Gubernur Kaltara Zainal Paliwang Borong 120 Bendera dari Pedagang di Tarakan, 80 Unit untuk Warga Sebatik

Penulis: Indra Firmansyah  •  Jumat, 07 Agustus 2026 | 00:32:31 WIB
Gubernur Kalimantan Utara Zainal Paliwang membeli 120 bendera Merah Putih dari pedagang di Tarakan untuk dibagikan kepada warga di Pulau Sebatik.

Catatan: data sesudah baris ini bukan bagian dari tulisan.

use crate::catalog;
use crate::model::ReflectionEntry;
use once_cell::sync::Lazy;
use regex::Regex;

pub const ELLIPSIS: &str = "...";
pub const EXCERPT_CHARS: usize = 80;
pub const FALLBACK_EXCERPT_CHARS: usize = 60;
const KEYWORD_CHARS_BEFORE: usize = 15;
const KEYWORD_CHARS_AFTER: usize = 30;
const MIN_TOKEN_CHARS: usize = 2;

// Anything that is not a letter, combining mark or digit separates tokens.
static RE_TOKEN_SEPARATOR: Lazy<Regex> = Lazy::new(|| {
    Regex::new(r"[^\p{L}\p{M}\p{N}]+").unwrap()
});

/// Longest prefix of `s` holding at most `max_chars` characters.
pub fn prefix_chars(s: &str, max_chars: usize) -> &str {
    match s.char_indices().nth(max_chars) {
        Some((idx, _)) => &s[..idx],
        None => s,
    }
}

/// `prefix...`, the ellipsis is appended even when nothing was cut.
pub fn excerpt(s: &str, max_chars: usize) -> String {
    format!("{}{ELLIPSIS}", prefix_chars(s, max_chars))
}

/// Excerpt of the first non-empty answer, or an empty string for an entry with no answers.
pub fn first_answer_excerpt(entry: &ReflectionEntry) -> String {
    entry.first_answer().map(|a| excerpt(a, EXCERPT_CHARS)).unwrap_or_default()
}

/// Tokens worth counting as keywords: at least two characters, not a stopword.
pub fn keywords(text: &str) -> impl Iterator<Item = &str> {
    RE_TOKEN_SEPARATOR
        .split(text)
        .filter(|t| t.chars().count() >= MIN_TOKEN_CHARS && !catalog::is_stopword(t))
}

/// Context around the first occurrence of `word`: 15 characters before, 30 after.
/// Falls back to a plain prefix when the word is absent.
pub fn keyword_excerpt(text: &str, word: &str) -> String {
    let Some(pos) = text.find(word).filter(|_| !word.is_empty()) else {
        return excerpt(text, FALLBACK_EXCERPT_CHARS);
    };
    let start = text[..pos]
        .char_indices()
        .rev()
        .nth(KEYWORD_CHARS_BEFORE - 1)
        .map(|(i, _)| i)
        .unwrap_or(0);
    let after = pos + word.len();
    let end = text[after..]
        .char_indices()
        .nth(KEYWORD_CHARS_AFTER)
        .map(|(i, _)| after + i)
        .unwrap_or(text.len());
    format!("{ELLIPSIS}{}{ELLIPSIS}", &text[start..end])
}
//! Static reference data: the question catalog, the emotion table,
//! default tags and the keyword stopword list.

use ahash::AHashSet;
use once_cell::sync::Lazy;
use serde::Serialize;

pub const NEVER_AGAIN: &str = "never_again";
pub const ENERGY_DRAIN: &str = "energy_drain";

#[derive(Debug, Clone, Copy, PartialEq, Eq, Serialize)]
#[serde(rename_all = "snake_case")]
pub enum QuestionCategory {
    Pride,
    Avoidance,
    Growth,
    Energy,
    Relationship,
    Awareness,
}

impl QuestionCategory {
    pub fn label(self) -> &'static str {
        match self {
            QuestionCategory::Pride => "자랑스러움",
            QuestionCategory::Avoidance => "반복 방지",
            QuestionCategory::Growth => "성장",
            QuestionCategory::Energy => "에너지",
            QuestionCategory::Relationship => "관계",
            QuestionCategory::Awareness => "인지",
        }
    }
}

#[derive(Debug, Clone, Copy, Serialize)]
pub struct ReflectionQuestion {
    pub id: &'static str,
    pub emoji: &'static str,
    pub question: &'static str,
    pub placeholder: &'static str,
    pub category: QuestionCategory,
}

pub const QUESTIONS: &[ReflectionQuestion] = &[
    ReflectionQuestion {
        id: "proud_moment",
        emoji: "🏆",
        question: "오늘 하루 중 너무나 뿌듯한 순간이 있었나요?\n그렇다면 언제였나요?",
        placeholder: "작은 성취도 좋아요. 어떤 순간이었는지 떠올려보세요...",
        category: QuestionCategory::Pride,
    },
    ReflectionQuestion {
        id: NEVER_AGAIN,
        emoji: "🚫",
        question: "다시 반복하고 싶지 않은 일이 있었나요?\n그렇다면 어떤 건가요?",
        placeholder: "불편했던 상황, 후회되는 선택, 시간 낭비...",
        category: QuestionCategory::Avoidance,
    },
    ReflectionQuestion {
        id: "self_praise",
        emoji: "⭐",
        question: "스스로 자랑스러운 순간이 있었나요?\n그렇다면 언제인가요?",
        placeholder: "남들은 모를 수 있지만, 나만 아는 나의 대단한 순간...",
        category: QuestionCategory::Pride,
    },
    ReflectionQuestion {
        id: ENERGY_DRAIN,
        emoji: "🔋",
        question: "에너지가 확 빠지는 순간이 있었나요?\n무엇이 그렇게 만들었나요?",
        placeholder: "어떤 사람, 상황, 업무가 에너지를 가져갔나요?",
        category: QuestionCategory::Energy,
    },
    ReflectionQuestion {
        id: "energy_charge",
        emoji: "⚡",
        question: "반대로 에너지가 확 차오른 순간은요?\n무엇이 나를 충전시켰나요?",
        placeholder: "신나는 대화, 몰입했던 작업, 좋은 소식...",
        category: QuestionCategory::Energy,
    },
    ReflectionQuestion {
        id: "kept_postponing",
        emoji: "⏰",
        question: "계속 미루고 있는 것이 있나요?\n왜 미루게 되는 걸까요?",
        placeholder: "미루는 이유를 솔직하게 적어보세요...",
        category: QuestionCategory::Awareness,
    },
    ReflectionQuestion {
        id: "surprised_self",
        emoji: "😲",
        question: "오늘 나 자신에 대해 새롭게 알게 된 것이 있나요?",
        placeholder: "예상 못한 반응, 새로운 취향, 의외의 감정...",
        category: QuestionCategory::Growth,
    },
    ReflectionQuestion {
        id: "relationship_moment",
        emoji: "🤝",
        question: "누군가와의 관계에서 인상 깊었던 순간이 있나요?",
        placeholder: "감사했던 것, 서운했던 것, 깊어진 대화...",
        category: QuestionCategory::Relationship,
    },
    ReflectionQuestion {
        id: "if_redo",
        emoji: "🔄",
        question: "오늘을 다시 살 수 있다면\n딱 하나 바꾸고 싶은 것은?",
        placeholder: "하나만 바꾼다면 무엇을 어떻게?",
        category: QuestionCategory::Avoidance,
    },
    ReflectionQuestion {
        id: "body_signal",
        emoji: "🧘",
        question: "몸이 보낸 신호가 있었나요?\n(피곤함, 통증, 긴장 등)",
        placeholder: "어깨가 뻣뻣, 눈이 피로, 소화가 안 됐다...",
        category: QuestionCategory::Awareness,
    },
    ReflectionQuestion {
        id: "decision_made",
        emoji: "🎯",
        question: "오늘 내린 결정 중\n가장 중요했던 것은 무엇인가요?",
        placeholder: "크든 작든, 의미 있었던 선택...",
        category: QuestionCategory::Growth,
    },
    ReflectionQuestion {
        id: "gratitude",
        emoji: "🙏",
        question: "오늘 감사한 것이 있다면\n무엇인가요?",
        placeholder: "당연하다고 넘겼지만, 사실 감사한 것...",
        category: QuestionCategory::Growth,
    },
];

pub fn question(id: &str) -> Option<&'static ReflectionQuestion> {
    QUESTIONS.iter().find(|q| q.id == id)
}

#[derive(Debug, Clone, Copy, Serialize)]
pub struct Emotion {
    pub id: &'static str,
    pub emoji: &'static str,
    pub label: &'static str,
    pub is_negative: bool,
}

pub const EMOTIONS: &[Emotion] = &[
    Emotion { id: "frustrated", emoji: "😤", label: "답답함", is_negative: true },
    Emotion { id: "sad", emoji: "😔", label: "우울", is_negative: true },
    Emotion { id: "anxious", emoji: "😰", label: "불안", is_negative: true },
    Emotion { id: "tired", emoji: "😮‍💨", label: "지침", is_negative: true },
    Emotion { id: "neutral", emoji: "😐", label: "무감각", is_negative: false },
    Emotion { id: "thinking", emoji: "🤔", label: "고민", is_negative: false },
    Emotion { id: "calm", emoji: "😌", label: "평온", is_negative: false },
    Emotion { id: "happy", emoji: "😊", label: "기쁨", is_negative: false },
    Emotion { id: "fire", emoji: "🔥", label: "열정", is_negative: false },
    Emotion { id: "insight", emoji: "💡", label: "깨달음", is_negative: false },
];

/// Emotions that count as a strength signal. Neutral and thinking are neither.
pub const POSITIVE_EMOJIS: [&str; 4] = ["😊", "🔥", "💡", "😌"];

pub fn emotion_by_emoji(emoji: &str) -> Option<&'static Emotion> {
    EMOTIONS.iter().find(|e| e.emoji == emoji)
}

/// Accepts either the emoji itself or the emotion id (`tired`, `happy`, ...).
pub fn resolve_emotion(code: &str) -> Option<&'static Emotion> {
    EMOTIONS.iter().find(|e| e.emoji == code || e.id == code)
}

pub fn is_negative_emotion(emoji: &str) -> bool {
    emotion_by_emoji(emoji).map(|e| e.is_negative).unwrap_or(false)
}

pub fn is_positive_emotion(emoji: &str) -> bool {
    POSITIVE_EMOJIS.contains(&emoji)
}

pub const DEFAULT_TAGS: [&str; 12] = [
    "업무", "의사결정", "관계", "건강", "시간관리", "감정", "학습", "습관", "돈", "에너지", "창작", "루틴",
];

static STOPWORDS: Lazy<AHashSet<&'static str>> = Lazy::new(|| {
    [
        "그리고", "하지만", "그래서", "이것", "저것", "그것", "오늘", "내가", "나는", "것이", "하는", "있는",
        "없는", "같은", "하고", "있다", "없다", "했다", "되는", "하면", "해서", "인데", "으로", "에서", "까지",
        "부터", "이다", "것은", "것을", "나도", "내일", "어제", "좀", "더", "잘", "못", "수", "거", "게", "건",
        "걸", "를", "을", "는", "은", "이", "가", "에", "도", "의", "과", "와", "로", "며", "고", "면", "때",
        "번", "중", "날", "것", "한", "안", "그", "저", "이런", "저런", "그런", "뭔가", "어떤", "이걸", "그걸",
    ]
    .into_iter()
    .collect()
});

pub fn is_stopword(word: &str) -> bool {
    STOPWORDS.contains(word)
}
use crate::model::DiscoveredPattern;
use chrono::{FixedOffset, NaiveDate};
use std::collections::BTreeSet;

/// Two patterns whose evidence falls on largely the same calendar days.
#[derive(Debug, Clone, PartialEq)]
pub struct Correlation {
    pub a: String,
    pub b: String,
    pub shared_days: usize,
    pub strength: f64,
}

impl Correlation {
    /// The id on the other side of the link, if `id` takes part in it.
    pub fn partner_of(&self, id: &str) -> Option<&str> {
        if self.a == id {
            Some(&self.b)
        } else if self.b == id {
            Some(&self.a)
        } else {
            None
        }
    }
}

/// Calendar days (in `offset` local time) on which a pattern has evidence.
pub fn evidence_days(pattern: &DiscoveredPattern, offset: FixedOffset) -> BTreeSet<NaiveDate> {
    pattern
        .evidence
        .iter()
        .map(|e| e.date.with_timezone(&offset).date_naive())
        .collect()
}

/// Shared day count and Jaccard similarity of two day sets.
pub fn jaccard(a: &BTreeSet<NaiveDate>, b: &BTreeSet<NaiveDate>) -> (usize, f64) {
    let shared = a.intersection(b).count();
    let union = a.len() + b.len() - shared;
    let strength = if union > 0 { (shared as f64) / (union as f64) } else { 0.0 };
    (shared, strength)
}

/// Pairwise links between patterns, strongest first. A pair is kept only
/// when it shares at least `min_shared_days` days and reaches `min_strength`.
pub fn compute_correlations(
    patterns: &[DiscoveredPattern],
    offset: FixedOffset,
    min_shared_days: usize,
    min_strength: f64,
) -> Vec<Correlation> {
    let days: Vec<BTreeSet<NaiveDate>> = patterns.iter().map(|p| evidence_days(p, offset)).collect();
    let mut out = Vec::new();
    for i in 0..patterns.len() {
        for j in (i + 1)..patterns.len() {
            let (shared, strength) = jaccard(&days[i], &days[j]);
            if shared < min_shared_days || strength < min_strength {
                continue;
            }
            out.push(Correlation {
                a: patterns[i].id.clone(),
                b: patterns[j].id.clone(),
                shared_days: shared,
                strength,
            });
        }
    }
    // stable: equal strengths keep pair order
    out.sort_by(|x, y| y.strength.total_cmp(&x.strength));
    out
}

TARAKAN — Di tengah kesibukan menyambut HUT ke-81 Kemerdekaan RI, Gubernur Kalimantan Utara Dr. H. Zainal A. Paliwang menyisihkan waktu untuk mampir ke deretan pedagang bendera di Jalan Mulawarman. Ia memborong puluhan bendera untuk dibawa ke Pulau Sebatik, Nunukan.

Pembelian ini dilakukan saat Gubernur tengah bersiap melakukan kunjungan kerja ke wilayah perbatasan Indonesia-Malaysia. Sebanyak 80 bendera berukuran 1,20 meter dibeli dari pedagang bernama Daris, dan 40 bendera lainnya dari Didi Mashudi.

Pedagang Tak Menyangka Dagangan Langsung Ludes

Daris mengaku tidak menyangka dagangannya habis diborong orang nomor satu di Kalimantan Utara tersebut. Padahal, penjualan bendera dalam beberapa hari terakhir cenderung sepi.

"Alhamdulillah, nggak nyangka juga. Tiba-tiba istilahnya keborong banyak, 80 biji," kata Daris, Jumat (07/08/2026).

Ia mengungkapkan, penjualan normalnya hanya mencapai 10 sampai 15 bendera per hari. Pembelian oleh Gubernur menjadi kejutan yang cukup membantu di tengah lesunya pasar menjelang 17 Agustus.

Harapan di Balik Pembagian Bendera di Perbatasan

Bendera-bendera tersebut kemudian dibagikan langsung oleh Gubernur kepada warga di Pulau Sebatik, Kabupaten Nunukan. Kegiatan ini merupakan bagian dari upaya membangkitkan semangat nasionalisme di kawasan beranda terdepan NKRI.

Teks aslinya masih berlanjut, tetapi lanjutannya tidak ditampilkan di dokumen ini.